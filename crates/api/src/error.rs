use axum::http::StatusCode;
use axum::response::{IntoResponse, Response};
use serde_json::json;
use storynest_core::error::CoreError;
use storynest_pipeline::PipelineError;

/// Application-level error type for HTTP handlers.
///
/// Wraps [`CoreError`] for domain errors and adds HTTP-specific variants.
/// Implements [`IntoResponse`] to produce consistent `{ "error": ... }`
/// JSON bodies; the generation-related messages are part of the wire
/// contract and rendered verbatim.
#[derive(Debug, thiserror::Error)]
pub enum AppError {
    /// A domain-level error from `storynest_core`.
    #[error(transparent)]
    Core(#[from] CoreError),

    /// A database error from sqlx.
    #[error("Database error: {0}")]
    Database(#[from] sqlx::Error),

    /// A failure in the story-generation pipeline.
    #[error(transparent)]
    Generation(#[from] PipelineError),

    /// A required upstream credential is absent.
    #[error("{0}")]
    Config(&'static str),

    /// A bad request with a human-readable message.
    #[error("Bad request: {0}")]
    BadRequest(String),

    /// An internal error with a human-readable message.
    #[error("Internal error: {0}")]
    InternalError(String),
}

/// Convenience type alias for handler return values.
pub type AppResult<T> = Result<T, AppError>;

impl From<validator::ValidationErrors> for AppError {
    fn from(errors: validator::ValidationErrors) -> Self {
        AppError::Core(CoreError::Validation(errors.to_string()))
    }
}

impl IntoResponse for AppError {
    fn into_response(self) -> Response {
        let (status, message) = match &self {
            // --- CoreError variants ---
            AppError::Core(core) => match core {
                CoreError::NotFound { entity, id } => (
                    StatusCode::NOT_FOUND,
                    format!("{entity} with id {id} not found"),
                ),
                CoreError::Validation(msg) => (StatusCode::BAD_REQUEST, msg.clone()),
                CoreError::Conflict(msg) => (StatusCode::CONFLICT, msg.clone()),
                CoreError::Unauthorized(msg) => (StatusCode::UNAUTHORIZED, msg.clone()),
                CoreError::Forbidden(msg) => (StatusCode::FORBIDDEN, msg.clone()),
                CoreError::Internal(msg) => {
                    tracing::error!(error = %msg, "Internal core error");
                    (
                        StatusCode::INTERNAL_SERVER_ERROR,
                        "An internal error occurred".to_string(),
                    )
                }
            },

            // --- Database errors ---
            AppError::Database(err) => classify_sqlx_error(err),

            // --- Generation pipeline errors ---
            AppError::Generation(err) => {
                let message = match err {
                    PipelineError::UnparseableResponse | PipelineError::InvalidStoryFormat => {
                        err.to_string()
                    }
                    PipelineError::TextService(cause) => {
                        tracing::error!(error = %cause, "Text generation failed");
                        "Failed to generate story. Please try again.".to_string()
                    }
                };
                (StatusCode::INTERNAL_SERVER_ERROR, message)
            }

            // --- Missing credentials ---
            AppError::Config(msg) => {
                tracing::error!(error = %msg, "Missing upstream configuration");
                (StatusCode::INTERNAL_SERVER_ERROR, (*msg).to_string())
            }

            // --- HTTP-specific errors ---
            AppError::BadRequest(msg) => (StatusCode::BAD_REQUEST, msg.clone()),
            AppError::InternalError(msg) => {
                tracing::error!(error = %msg, "Internal error");
                (
                    StatusCode::INTERNAL_SERVER_ERROR,
                    "An internal error occurred".to_string(),
                )
            }
        };

        let body = json!({ "error": message });

        (status, axum::Json(body)).into_response()
    }
}

/// Classify a sqlx error into an HTTP status and message.
///
/// - `RowNotFound` maps to 404.
/// - Unique constraint violations (error code 23505) map to 409.
/// - Everything else maps to 500 with a sanitized message.
fn classify_sqlx_error(err: &sqlx::Error) -> (StatusCode, String) {
    match err {
        sqlx::Error::RowNotFound => (StatusCode::NOT_FOUND, "Resource not found".to_string()),
        sqlx::Error::Database(db_err) => {
            if db_err.code().as_deref() == Some("23505") {
                return (
                    StatusCode::CONFLICT,
                    "Duplicate value violates a unique constraint".to_string(),
                );
            }
            tracing::error!(error = %db_err, "Database error");
            (
                StatusCode::INTERNAL_SERVER_ERROR,
                "An internal error occurred".to_string(),
            )
        }
        other => {
            tracing::error!(error = %other, "Database error");
            (
                StatusCode::INTERNAL_SERVER_ERROR,
                "An internal error occurred".to_string(),
            )
        }
    }
}
//! Handlers for the `/auth` resource (register, login, me).

use axum::extract::State;
use axum::http::StatusCode;
use axum::Json;
use serde::{Deserialize, Serialize};
use validator::Validate;

use storynest_core::error::CoreError;
use storynest_db::models::user::{CreateUser, PublicUser};
use storynest_db::repositories::UserRepo;

use crate::auth::jwt::generate_access_token;
use crate::auth::password::{hash_password, verify_password};
use crate::error::{AppError, AppResult};
use crate::middleware::auth::AuthUser;
use crate::state::AppState;

// ---------------------------------------------------------------------------
// Request / response types
// ---------------------------------------------------------------------------

/// Request body for `POST /auth/register`.
#[derive(Debug, Deserialize, Validate)]
pub struct RegisterRequest {
    #[validate(email(message = "email must be a valid address"))]
    pub email: String,
    #[validate(length(min = 8, message = "password must be at least 8 characters"))]
    pub password: String,
    pub display_name: Option<String>,
}

/// Request body for `POST /auth/login`.
#[derive(Debug, Deserialize)]
pub struct LoginRequest {
    pub email: String,
    pub password: String,
}

/// Successful authentication response returned by register and login.
#[derive(Debug, Serialize)]
pub struct AuthResponse {
    pub access_token: String,
    /// Access token lifetime in seconds.
    pub expires_in: i64,
    pub user: PublicUser,
}

// ---------------------------------------------------------------------------
// Handlers
// ---------------------------------------------------------------------------

/// POST /api/v1/auth/register
///
/// Create an account and sign the first access token.
pub async fn register(
    State(state): State<AppState>,
    Json(input): Json<RegisterRequest>,
) -> AppResult<(StatusCode, Json<AuthResponse>)> {
    input.validate()?;

    if UserRepo::find_by_email(&state.pool, &input.email)
        .await?
        .is_some()
    {
        return Err(AppError::Core(CoreError::Conflict(
            "An account with this email already exists".into(),
        )));
    }

    let password_hash = hash_password(&input.password)
        .map_err(|e| AppError::InternalError(format!("Password hashing error: {e}")))?;

    let user = UserRepo::create(
        &state.pool,
        &CreateUser {
            email: input.email,
            password_hash,
            display_name: input.display_name,
        },
    )
    .await?;

    tracing::info!(user_id = user.id, "Account registered");

    let response = auth_response(&state, user.into_public())?;
    Ok((StatusCode::CREATED, Json(response)))
}

/// POST /api/v1/auth/login
///
/// Authenticate with email + password. The same message covers an unknown
/// email and a wrong password.
pub async fn login(
    State(state): State<AppState>,
    Json(input): Json<LoginRequest>,
) -> AppResult<Json<AuthResponse>> {
    let user = UserRepo::find_by_email(&state.pool, &input.email)
        .await?
        .ok_or_else(|| {
            AppError::Core(CoreError::Unauthorized("Invalid email or password".into()))
        })?;

    let password_valid = verify_password(&input.password, &user.password_hash)
        .map_err(|e| AppError::InternalError(format!("Password verification error: {e}")))?;

    if !password_valid {
        return Err(AppError::Core(CoreError::Unauthorized(
            "Invalid email or password".into(),
        )));
    }

    let response = auth_response(&state, user.into_public())?;
    Ok(Json(response))
}

/// GET /api/v1/auth/me
///
/// Return the authenticated user's public profile.
pub async fn me(State(state): State<AppState>, user: AuthUser) -> AppResult<Json<PublicUser>> {
    let row = UserRepo::find_by_id(&state.pool, user.user_id)
        .await?
        .ok_or(AppError::Core(CoreError::NotFound {
            entity: "User",
            id: user.user_id,
        }))?;

    Ok(Json(row.into_public()))
}

/// Sign an access token for `user` and assemble the auth payload.
fn auth_response(state: &AppState, user: PublicUser) -> Result<AuthResponse, AppError> {
    let access_token = generate_access_token(user.id, &state.config.jwt)
        .map_err(|e| AppError::InternalError(format!("Token generation error: {e}")))?;

    Ok(AuthResponse {
        access_token,
        expires_in: state.config.jwt.access_token_expiry_mins * 60,
        user,
    })
}
pub mod auth;
pub mod children;
pub mod custom_illustrations;
pub mod health;
pub mod stories;

use axum::Router;

use crate::state::AppState;

/// Build the `/api/v1` route tree.
///
/// Route hierarchy:
///
/// ```text
/// /auth/register                       register (public)
/// /auth/login                          login (public)
/// /auth/me                             current user (requires auth)
///
/// /stories/generate                    generate a story (POST, public)
/// /stories/{id}                        get, delete (requires auth)
/// /stories/{id}/favorite               toggle favorite (PUT)
///
/// /children                            list, create
/// /children/{id}                       get, update, delete
/// /children/{child_id}/stories         list, create
///
/// /custom-illustrations                list, upload (multipart)
/// /custom-illustrations/{id}           delete
/// ```
pub fn api_routes() -> Router<AppState> {
    Router::new()
        .merge(auth::router())
        .merge(stories::router())
        .merge(children::router())
        .merge(custom_illustrations::router())
}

| WHAT IS EXPECTED |
Of all the lines in the data above, show only those that hold the word "PublicUser".

| OUTPUT OF THE TASK |
use storynest_db::models::user::{CreateUser, PublicUser};
    pub user: PublicUser,
pub async fn me(State(state): State<AppState>, user: AuthUser) -> AppResult<Json<PublicUser>> {
fn auth_response(state: &AppState, user: PublicUser) -> Result<AuthResponse, AppError> {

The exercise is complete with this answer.